__DATA RECORDS__
· · · · ·
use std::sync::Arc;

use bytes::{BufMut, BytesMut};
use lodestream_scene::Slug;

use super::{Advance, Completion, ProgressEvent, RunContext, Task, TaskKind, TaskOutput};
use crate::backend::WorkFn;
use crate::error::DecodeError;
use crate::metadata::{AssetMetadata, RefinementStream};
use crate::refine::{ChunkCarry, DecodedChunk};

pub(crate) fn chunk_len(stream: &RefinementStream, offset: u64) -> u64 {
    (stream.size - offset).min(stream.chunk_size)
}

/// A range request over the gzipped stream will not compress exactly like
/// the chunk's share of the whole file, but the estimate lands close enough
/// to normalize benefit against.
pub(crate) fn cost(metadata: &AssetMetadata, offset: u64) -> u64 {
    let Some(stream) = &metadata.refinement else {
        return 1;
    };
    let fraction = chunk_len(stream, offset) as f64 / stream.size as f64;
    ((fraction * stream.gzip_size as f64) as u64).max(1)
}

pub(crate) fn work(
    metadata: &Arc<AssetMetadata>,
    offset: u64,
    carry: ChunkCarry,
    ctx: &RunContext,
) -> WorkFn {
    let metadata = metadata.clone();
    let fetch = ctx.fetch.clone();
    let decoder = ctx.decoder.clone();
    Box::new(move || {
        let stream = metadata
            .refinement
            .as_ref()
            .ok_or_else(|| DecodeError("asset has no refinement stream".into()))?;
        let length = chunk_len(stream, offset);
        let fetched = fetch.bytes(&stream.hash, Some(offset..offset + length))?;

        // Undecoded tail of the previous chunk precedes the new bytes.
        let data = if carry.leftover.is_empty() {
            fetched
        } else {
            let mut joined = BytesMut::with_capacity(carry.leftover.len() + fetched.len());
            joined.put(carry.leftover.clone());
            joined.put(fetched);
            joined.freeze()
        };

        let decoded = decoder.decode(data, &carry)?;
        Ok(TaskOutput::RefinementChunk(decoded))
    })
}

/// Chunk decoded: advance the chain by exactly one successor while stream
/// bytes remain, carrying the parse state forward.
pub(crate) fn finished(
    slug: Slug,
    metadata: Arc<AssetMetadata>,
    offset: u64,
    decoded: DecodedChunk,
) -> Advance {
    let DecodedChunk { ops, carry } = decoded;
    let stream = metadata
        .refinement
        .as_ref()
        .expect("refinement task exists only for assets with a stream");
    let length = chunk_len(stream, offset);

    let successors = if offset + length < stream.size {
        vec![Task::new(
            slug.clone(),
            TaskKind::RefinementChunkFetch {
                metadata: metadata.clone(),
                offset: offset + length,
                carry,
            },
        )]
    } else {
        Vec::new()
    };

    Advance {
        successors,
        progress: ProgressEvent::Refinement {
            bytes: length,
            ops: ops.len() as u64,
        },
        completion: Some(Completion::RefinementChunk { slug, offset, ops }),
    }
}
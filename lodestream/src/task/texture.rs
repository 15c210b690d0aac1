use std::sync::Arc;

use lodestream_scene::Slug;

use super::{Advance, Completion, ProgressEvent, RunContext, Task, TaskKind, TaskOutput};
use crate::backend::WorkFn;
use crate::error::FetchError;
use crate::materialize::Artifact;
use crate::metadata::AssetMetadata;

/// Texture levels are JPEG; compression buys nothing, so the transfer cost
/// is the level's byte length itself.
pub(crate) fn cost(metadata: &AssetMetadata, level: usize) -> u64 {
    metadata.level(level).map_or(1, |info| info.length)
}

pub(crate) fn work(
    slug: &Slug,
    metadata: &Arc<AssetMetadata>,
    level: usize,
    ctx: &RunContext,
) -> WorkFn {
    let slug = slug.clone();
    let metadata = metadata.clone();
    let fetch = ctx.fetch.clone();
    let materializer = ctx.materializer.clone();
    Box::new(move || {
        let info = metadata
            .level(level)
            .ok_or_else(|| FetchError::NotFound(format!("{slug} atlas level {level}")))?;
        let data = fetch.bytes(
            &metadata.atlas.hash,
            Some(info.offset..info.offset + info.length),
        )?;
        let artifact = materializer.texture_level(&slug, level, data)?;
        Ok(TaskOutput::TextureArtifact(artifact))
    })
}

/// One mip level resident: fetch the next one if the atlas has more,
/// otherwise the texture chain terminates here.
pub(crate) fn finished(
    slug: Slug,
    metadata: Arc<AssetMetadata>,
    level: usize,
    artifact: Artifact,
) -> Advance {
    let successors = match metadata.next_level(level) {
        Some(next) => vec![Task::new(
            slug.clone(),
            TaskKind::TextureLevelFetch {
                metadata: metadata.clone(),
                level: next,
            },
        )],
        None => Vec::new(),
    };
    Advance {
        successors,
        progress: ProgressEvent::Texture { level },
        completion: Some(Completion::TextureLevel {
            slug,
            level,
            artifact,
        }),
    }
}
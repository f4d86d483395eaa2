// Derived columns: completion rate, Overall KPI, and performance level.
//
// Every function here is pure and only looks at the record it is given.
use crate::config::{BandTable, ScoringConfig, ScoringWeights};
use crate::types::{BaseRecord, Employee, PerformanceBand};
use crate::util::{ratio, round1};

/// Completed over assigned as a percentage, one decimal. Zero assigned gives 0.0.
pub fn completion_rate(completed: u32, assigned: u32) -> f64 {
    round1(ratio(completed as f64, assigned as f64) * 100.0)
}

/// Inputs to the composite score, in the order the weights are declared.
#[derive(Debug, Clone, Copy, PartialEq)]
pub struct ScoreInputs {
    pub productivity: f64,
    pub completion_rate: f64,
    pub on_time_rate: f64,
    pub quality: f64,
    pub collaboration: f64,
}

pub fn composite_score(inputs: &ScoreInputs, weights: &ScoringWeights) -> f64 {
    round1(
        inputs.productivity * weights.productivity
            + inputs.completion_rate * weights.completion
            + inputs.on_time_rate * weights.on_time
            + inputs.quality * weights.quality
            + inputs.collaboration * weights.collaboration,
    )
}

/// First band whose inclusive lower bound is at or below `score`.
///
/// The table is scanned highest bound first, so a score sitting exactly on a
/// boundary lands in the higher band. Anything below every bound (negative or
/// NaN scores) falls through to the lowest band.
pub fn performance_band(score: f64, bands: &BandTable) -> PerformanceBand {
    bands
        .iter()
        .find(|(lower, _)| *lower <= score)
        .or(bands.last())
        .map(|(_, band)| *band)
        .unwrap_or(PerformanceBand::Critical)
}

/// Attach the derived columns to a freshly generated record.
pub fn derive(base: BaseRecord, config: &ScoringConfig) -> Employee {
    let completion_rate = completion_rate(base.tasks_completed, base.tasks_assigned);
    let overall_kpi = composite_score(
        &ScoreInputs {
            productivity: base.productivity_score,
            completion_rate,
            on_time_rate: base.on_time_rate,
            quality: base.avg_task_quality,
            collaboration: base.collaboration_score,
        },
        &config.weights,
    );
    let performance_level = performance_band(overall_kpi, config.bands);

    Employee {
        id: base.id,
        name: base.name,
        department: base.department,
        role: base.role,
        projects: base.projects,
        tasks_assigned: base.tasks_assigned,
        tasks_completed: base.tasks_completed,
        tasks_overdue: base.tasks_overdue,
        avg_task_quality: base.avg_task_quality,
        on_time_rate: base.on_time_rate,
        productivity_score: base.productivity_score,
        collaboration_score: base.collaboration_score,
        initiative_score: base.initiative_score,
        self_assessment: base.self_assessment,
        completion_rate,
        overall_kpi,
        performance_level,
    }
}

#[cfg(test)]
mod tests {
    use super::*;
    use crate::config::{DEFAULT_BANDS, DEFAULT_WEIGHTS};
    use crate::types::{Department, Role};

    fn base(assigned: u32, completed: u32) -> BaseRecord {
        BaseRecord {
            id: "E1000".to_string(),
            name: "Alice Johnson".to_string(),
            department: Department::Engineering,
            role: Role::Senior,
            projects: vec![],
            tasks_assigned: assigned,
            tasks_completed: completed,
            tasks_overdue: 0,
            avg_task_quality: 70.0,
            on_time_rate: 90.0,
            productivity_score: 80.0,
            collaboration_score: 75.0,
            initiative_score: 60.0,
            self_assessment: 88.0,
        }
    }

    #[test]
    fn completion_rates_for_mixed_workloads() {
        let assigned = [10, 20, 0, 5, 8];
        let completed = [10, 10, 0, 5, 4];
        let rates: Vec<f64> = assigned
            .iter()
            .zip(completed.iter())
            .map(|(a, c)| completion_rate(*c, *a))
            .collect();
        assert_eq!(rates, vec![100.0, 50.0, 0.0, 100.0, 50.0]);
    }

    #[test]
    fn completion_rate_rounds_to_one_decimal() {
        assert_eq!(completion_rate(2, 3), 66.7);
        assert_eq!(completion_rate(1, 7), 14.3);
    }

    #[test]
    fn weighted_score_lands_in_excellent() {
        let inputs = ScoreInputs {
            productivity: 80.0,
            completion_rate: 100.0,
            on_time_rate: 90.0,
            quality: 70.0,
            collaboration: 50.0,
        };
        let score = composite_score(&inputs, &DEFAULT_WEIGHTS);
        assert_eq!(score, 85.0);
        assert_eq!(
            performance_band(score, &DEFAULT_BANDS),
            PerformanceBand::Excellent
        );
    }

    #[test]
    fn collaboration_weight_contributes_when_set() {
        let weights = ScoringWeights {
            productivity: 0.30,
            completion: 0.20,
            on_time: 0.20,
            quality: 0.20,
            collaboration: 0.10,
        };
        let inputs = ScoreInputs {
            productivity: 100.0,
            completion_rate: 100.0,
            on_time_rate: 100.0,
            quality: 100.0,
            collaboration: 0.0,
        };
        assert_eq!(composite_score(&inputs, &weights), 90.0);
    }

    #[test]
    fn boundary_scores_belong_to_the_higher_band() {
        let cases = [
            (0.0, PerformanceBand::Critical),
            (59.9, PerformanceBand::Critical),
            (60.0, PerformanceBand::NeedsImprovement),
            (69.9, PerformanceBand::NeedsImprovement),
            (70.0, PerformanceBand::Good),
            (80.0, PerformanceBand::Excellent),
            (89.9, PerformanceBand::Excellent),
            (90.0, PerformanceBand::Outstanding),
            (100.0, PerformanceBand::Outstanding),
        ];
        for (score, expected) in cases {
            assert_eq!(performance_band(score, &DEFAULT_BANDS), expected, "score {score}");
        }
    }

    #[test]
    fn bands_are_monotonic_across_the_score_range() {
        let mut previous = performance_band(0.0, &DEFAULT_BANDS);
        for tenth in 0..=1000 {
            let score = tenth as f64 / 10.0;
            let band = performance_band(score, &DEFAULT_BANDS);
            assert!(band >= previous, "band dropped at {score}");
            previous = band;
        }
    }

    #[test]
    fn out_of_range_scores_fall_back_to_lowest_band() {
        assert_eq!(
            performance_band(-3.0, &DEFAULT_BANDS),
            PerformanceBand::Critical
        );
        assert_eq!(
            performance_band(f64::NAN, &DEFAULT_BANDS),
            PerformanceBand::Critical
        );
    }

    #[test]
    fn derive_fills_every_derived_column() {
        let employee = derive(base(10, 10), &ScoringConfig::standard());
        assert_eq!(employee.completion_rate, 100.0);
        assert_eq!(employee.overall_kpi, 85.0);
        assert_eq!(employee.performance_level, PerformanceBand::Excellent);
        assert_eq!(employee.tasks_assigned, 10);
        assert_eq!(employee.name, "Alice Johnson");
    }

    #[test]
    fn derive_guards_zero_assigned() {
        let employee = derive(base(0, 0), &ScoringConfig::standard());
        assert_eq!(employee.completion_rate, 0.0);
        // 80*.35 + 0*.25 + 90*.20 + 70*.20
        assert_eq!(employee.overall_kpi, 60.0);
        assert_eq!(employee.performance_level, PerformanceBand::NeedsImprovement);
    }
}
· · · · ·
__YOUR ASSIGNMENT__
Quote every line from the beginning of the entries up to and including the line that contains "pub(crate) fn cost(metadata: &AssetMetadata, offset: u64)".

__RESPONSE FOR THIS EXERCISE__
use std::sync::Arc;

use bytes::{BufMut, BytesMut};
use lodestream_scene::Slug;

use super::{Advance, Completion, ProgressEvent, RunContext, Task, TaskKind, TaskOutput};
use crate::backend::WorkFn;
use crate::error::DecodeError;
use crate::metadata::{AssetMetadata, RefinementStream};
use crate::refine::{ChunkCarry, DecodedChunk};

pub(crate) fn chunk_len(stream: &RefinementStream, offset: u64) -> u64 {
    (stream.size - offset).min(stream.chunk_size)
}

/// A range request over the gzipped stream will not compress exactly like
/// the chunk's share of the whole file, but the estimate lands close enough
/// to normalize benefit against.
pub(crate) fn cost(metadata: &AssetMetadata, offset: u64) -> u64 {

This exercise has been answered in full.